**Extracted entries:**
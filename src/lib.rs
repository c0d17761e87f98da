pub mod application;
pub mod domain;
pub mod infrastructure;
pub mod ui;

**Exercise aim:** Output the full listing exactly as given.

**Result:**
filename src/lib.rs
repository c0d17761e87f98da
pub mod application;
pub mod domain;
pub mod infrastructure;
pub mod ui;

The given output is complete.